Khalistan Liberation Force (KLF) is a militant group, and is a part of the Khalistan Movement and its goal to create a Sikh homeland called Khalistan via armed struggle. The KLF appears to have been a loose association of Khalistani militant groups.

History 
The KLF was responsible for several bombings of military targets in India during the 1980s and 1990s, sometimes in conjunction with Kashmir separatists.

KLF was among the Sikh groups that claimed responsibility for the 1991 abduction of the Romanian chargé d'affaires in New Delhi, Liviu Radu.
This appeared to be retaliation for Romanian arrests of KLF members suspected of the attempted assassination of Julio Francis Ribeiro, 62, the Indian ambassador to Romania, in Bucharest.
Radu was released unharmed after Sikh politicians criticized the action.

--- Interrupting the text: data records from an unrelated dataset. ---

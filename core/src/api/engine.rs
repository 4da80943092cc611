//! The Stencil template engine.

use serde_json::Value as Json;

use super::{Diagnostic, EngineOptions, Error, TemplateEnvironment};
use crate::evaluator::Interpreter;
use crate::registry::{self, UserFunction};
use crate::values::{Function, Value, to_json};

/// Result of a successful compile call.
#[derive(Debug, Clone, PartialEq)]
pub struct RenderOutput {
    /// The rendered text.
    pub text: String,

    /// Functions that failed to compile or could not be exposed as helpers.
    pub warnings: Vec<Diagnostic>,
}

/// The Stencil template engine.
///
/// The engine holds only its options, so one engine can be shared freely
/// between threads. Every [`compile`](Engine::compile) call builds its own
/// helper registry and function table and drops them before returning:
/// functions passed to one call are never visible to another.
///
/// # Example
///
/// ```
/// use serde_json::json;
/// use stencil_core::api::{Engine, EngineOptions};
/// use stencil_core::registry::UserFunction;
///
/// let engine = Engine::new(EngineOptions::default());
/// let functions = [UserFunction::new("double", &["x"], "return x * 2;")];
///
/// let output = engine
///     .compile("{{double 5}} / {{#expr}} double(5) {{/expr}}", &json!({}), &functions)
///     .unwrap();
/// assert_eq!(output.text, "10 / 10");
/// assert!(output.warnings.is_empty());
/// ```
#[derive(Debug, Clone, Default)]
pub struct Engine {
    options: EngineOptions,
}

impl Engine {
    pub fn new(options: EngineOptions) -> Self {
        Self { options }
    }

    /// Access the engine options.
    pub fn options(&self) -> &EngineOptions {
        &self.options
    }

    /// Render `template` against `context`.
    ///
    /// # Errors
    ///
    /// Only structural failures abort the call:
    ///
    /// - [`Error::TemplateSyntax`] when the template cannot be parsed
    /// - [`Error::Render`] when rendering fails outside an expression or a
    ///   user function (e.g. an unknown helper in strict mode)
    ///
    /// Functions that fail to compile are left out and reported in
    /// [`RenderOutput::warnings`]. Failing expressions and helpers render an
    /// inline error marker.
    ///
    /// # Example
    ///
    /// ```
    /// use serde_json::json;
    /// use stencil_core::api::Engine;
    ///
    /// let engine = Engine::default();
    /// let output = engine
    ///     .compile("a {{expr \"missing.field\"}} b", &json!({}), &[])
    ///     .unwrap();
    /// assert_eq!(output.text, "a [Error: missing is not defined] b");
    /// ```
    pub fn compile(
        &self,
        template: &str,
        context: &Json,
        functions: &[UserFunction],
    ) -> Result<RenderOutput, Error> {
        let (table, failures) = registry::compile_all(functions);
        let mut warnings: Vec<Diagnostic> = failures.iter().map(|f| f.to_diagnostic()).collect();

        let mut env = TemplateEnvironment::new(&table, &self.options);
        env.register_template(template)?;
        let text = env.render(context)?;
        warnings.extend(env.into_warnings());

        tracing::debug!(
            functions = table.len(),
            warnings = warnings.len(),
            "Rendered template"
        );
        Ok(RenderOutput { text, warnings })
    }

    /// Test-run a single function definition.
    ///
    /// Each raw argument is parsed as JSON, falling back to the raw text as a
    /// string. The result is returned as pretty-printed JSON, or `undefined`
    /// when the function returns nothing.
    ///
    /// # Example
    ///
    /// ```
    /// use stencil_core::api::Engine;
    /// use stencil_core::registry::UserFunction;
    ///
    /// let engine = Engine::default();
    /// let greet = UserFunction::new("greet", &["name", "times"], "return ('hi ' + name).repeat(times);");
    /// assert_eq!(engine.call_function(&greet, &["bob", "2"]).unwrap(), "\"hi bobhi bob\"");
    /// ```
    pub fn call_function(&self, def: &UserFunction, raw_args: &[&str]) -> Result<String, Error> {
        let function = registry::compile(def)?;
        let args: Vec<Value> = raw_args.iter().map(|raw| parse_argument(raw)).collect();

        let mut interpreter = Interpreter::new(&self.options.execution);
        let result = interpreter.call_function(&Function::User(function.into()), &args)?;
        match to_json(&result)? {
            Some(json) => Ok(pretty(&json)),
            None => Ok("undefined".to_string()),
        }
    }
}

/// Render `template` with the default options.
///
/// See [`Engine::compile`].
pub fn compile(
    template: &str,
    context: &Json,
    functions: &[UserFunction],
) -> Result<RenderOutput, Error> {
    Engine::default().compile(template, context, functions)
}

/// Pretty-print `text` with two-space indentation if it is valid JSON,
/// otherwise return it unchanged.
pub fn format_json(text: &str) -> String {
    match serde_json::from_str::<Json>(text) {
        Ok(json) => pretty(&json),
        Err(_) => text.to_string(),
    }
}

fn pretty(json: &Json) -> String {
    serde_json::to_string_pretty(json).unwrap_or_else(|_| json.to_string())
}

fn parse_argument(raw: &str) -> Value {
    match serde_json::from_str::<Json>(raw) {
        Ok(json) => crate::values::from_json(&json),
        Err(_) => Value::str(raw),
    }
}

#[cfg(test)]
mod tests {
    use super::*;
    use crate::api::Escape;
    use crate::registry::FunctionErrorKind;
    use pretty_assertions::assert_eq;
    use serde_json::json;

    fn render(template: &str, context: Json, functions: &[UserFunction]) -> RenderOutput {
        let engine = Engine::new(EngineOptions {
            escape: Escape::None,
            ..EngineOptions::default()
        });
        engine.compile(template, &context, functions).unwrap()
    }

    #[test]
    fn test_plain_interpolation() {
        let output = render("Hello {{name}}!", json!({"name": "World"}), &[]);
        assert_eq!(output.text, "Hello World!");
        assert!(output.warnings.is_empty());
    }

    #[test]
    fn test_html_escape_is_default() {
        let output = compile("{{text}}", &json!({"text": "<b>"}), &[]).unwrap();
        assert_eq!(output.text, "&lt;b&gt;");
    }

    #[test]
    fn test_scope_and_context() {
        let template = "{{#each items}}{{name}}: {{#expr}} scope.qty * context.taxRate {{/expr}};{{/each}}";
        let context = json!({
            "taxRate": 0.5,
            "items": [{"name": "a", "qty": 2}, {"name": "b", "qty": 4}]
        });
        assert_eq!(render(template, context, &[]).text, "a: 1;b: 2;");
    }

    #[test]
    fn test_failed_function_is_reported_and_absent() {
        let functions = [
            UserFunction::new("ok", &[], "return 1;"),
            UserFunction::new("bad", &[], "{{{invalid"),
        ];
        let output = render(
            "{{ok}} {{expr \"typeof bad\"}}",
            json!({}),
            &functions,
        );
        assert_eq!(output.text, "1 undefined");
        assert_eq!(output.warnings.len(), 1);
        assert_eq!(output.warnings[0].function.as_deref(), Some("bad"));
    }

    #[test]
    fn test_template_syntax_error() {
        let err = compile("{{#if x}}a{{/each}}", &json!({}), &[]).unwrap_err();
        assert!(matches!(err, Error::TemplateSyntax(_)), "got {:?}", err);
    }

    #[test]
    fn test_strict_mode_missing_field() {
        let engine = Engine::new(EngineOptions {
            strict: true,
            ..EngineOptions::default()
        });
        let err = engine.compile("{{missing}}", &json!({}), &[]).unwrap_err();
        assert!(matches!(err, Error::Render(_)), "got {:?}", err);
    }

    #[test]
    fn test_call_function() {
        let engine = Engine::default();
        let pair = UserFunction::new("pair", &["a", "b"], "return [a, b];");
        assert_eq!(
            engine.call_function(&pair, &["{\"x\": 1}", "plain text"]).unwrap(),
            "[\n  {\n    \"x\": 1\n  },\n  \"plain text\"\n]"
        );

        let nothing = UserFunction::new("nothing", &[], "let x = 1;");
        assert_eq!(engine.call_function(&nothing, &[]).unwrap(), "undefined");
    }

    #[test]
    fn test_call_function_errors() {
        let engine = Engine::default();
        let invalid = UserFunction::new("1bad", &[], "return 1;");
        assert!(matches!(
            engine.call_function(&invalid, &[]),
            Err(Error::Function(err)) if matches!(err.kind, FunctionErrorKind::InvalidName(_))
        ));

        let throws = UserFunction::new("throws", &[], "throw new Error('boom');");
        let err = engine.call_function(&throws, &[]).unwrap_err();
        assert!(matches!(err, Error::Evaluation(_)));
        assert!(err.to_string().contains("boom"));
    }

    #[test]
    fn test_format_json() {
        assert_eq!(format_json("{\"a\":[1,2]}"), "{\n  \"a\": [\n    1,\n    2\n  ]\n}");
        assert_eq!(format_json("not json"), "not json");
        assert_eq!(format_json(""), "");
    }
}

In the year 1991, Khalistan Liberation Force along with Bhindranwale Tiger Force of Khalistan and Dr. Sohan Singh (Head of Panthic Committee) etc. participated in the secret peace negotiations with India in the city of Ludhiana. These meetings were initiated by Union Minister of State for Home Subodh Kant Sahay on the orders of the (then) Prime Minister of India Chandra Shekhar. It is said that this peace effort was sabotaged by Pakistan's Inter Services Intelligence. Former Indian Intelligence Bureau Joint Director, Maloy Krishna Dhar stated in a press report published by The Hindu that "Prime Minister Benazir Bhutto and her ISI advisers were determined not to let peace succeed.  Pakistan's covert war in Jammu and Kashmir had exploded in 1990, and its establishment understood that the Punjab conflict tied down our troops, and threatened our logistical lines into Jammu and Kashmir." The KLF was listed in 1995 one of the 4 "major militant groups" in the Khalistan movement.

India, in the 1995 era, alleged that Pakistan provided Sikh militants with shelter and support.
The separatist movement was largely crushed in the mid-1990s.

In 1999 it was reported that former KLF operative Manjinder Singh Issi, who took part in the Radu kidnapping, became disillusioned with KLF when he realized that its Pakistani supporters were more interested in disruptive violence in Punjab than Sikh autonomy.

Arrests still occur as of 2005.

The KLF was the primary fighting force of Khalistan movement in the 1980s and 1990s. It was responsible for assassinations, abductions and military engagements with the Indian Forces.

Presence  
Based on the information acquired from the interrogation of three pro-Khalistan militants arrested on 4 August 2014 revealed that Funding of the organisation comes from United Kingdom, Malaysia, Spain and Canada .

Factions 
The Khalistan Liberation Army (KLA) is reputed to have been a wing of, or possibly associated with, or possibly a breakaway group from, the KLF.

Ban 
On 26 December 2018 the Ministry of Home Affairs of Government of India, issued to notification to proscribe the Khalistan Liberation Force as a banned organisation under the Unlawful Activities (Prevention) Act (UAPA).

Leadership
The KLF Jathebandi (organization) was founded by Aroor Singh and Sukhvinder Singh Babbar in 1986.
Other KLF leaders who headed KLF after Aroor Singh were Avtar Singh Brahma (killed by Punjab police 22 July 1988), Gurjant Singh Budhsinghwala (Killed by Indian security forces on 29 July 1992), Navroop Singh (killed by Punjab police on 4 August 1992), and Navneet Singh Khadian (killed 25 Feb 1994). After Navneet Singh Kadian's death, command of the KLF passed to Dr. Pritam Singh Sekhon.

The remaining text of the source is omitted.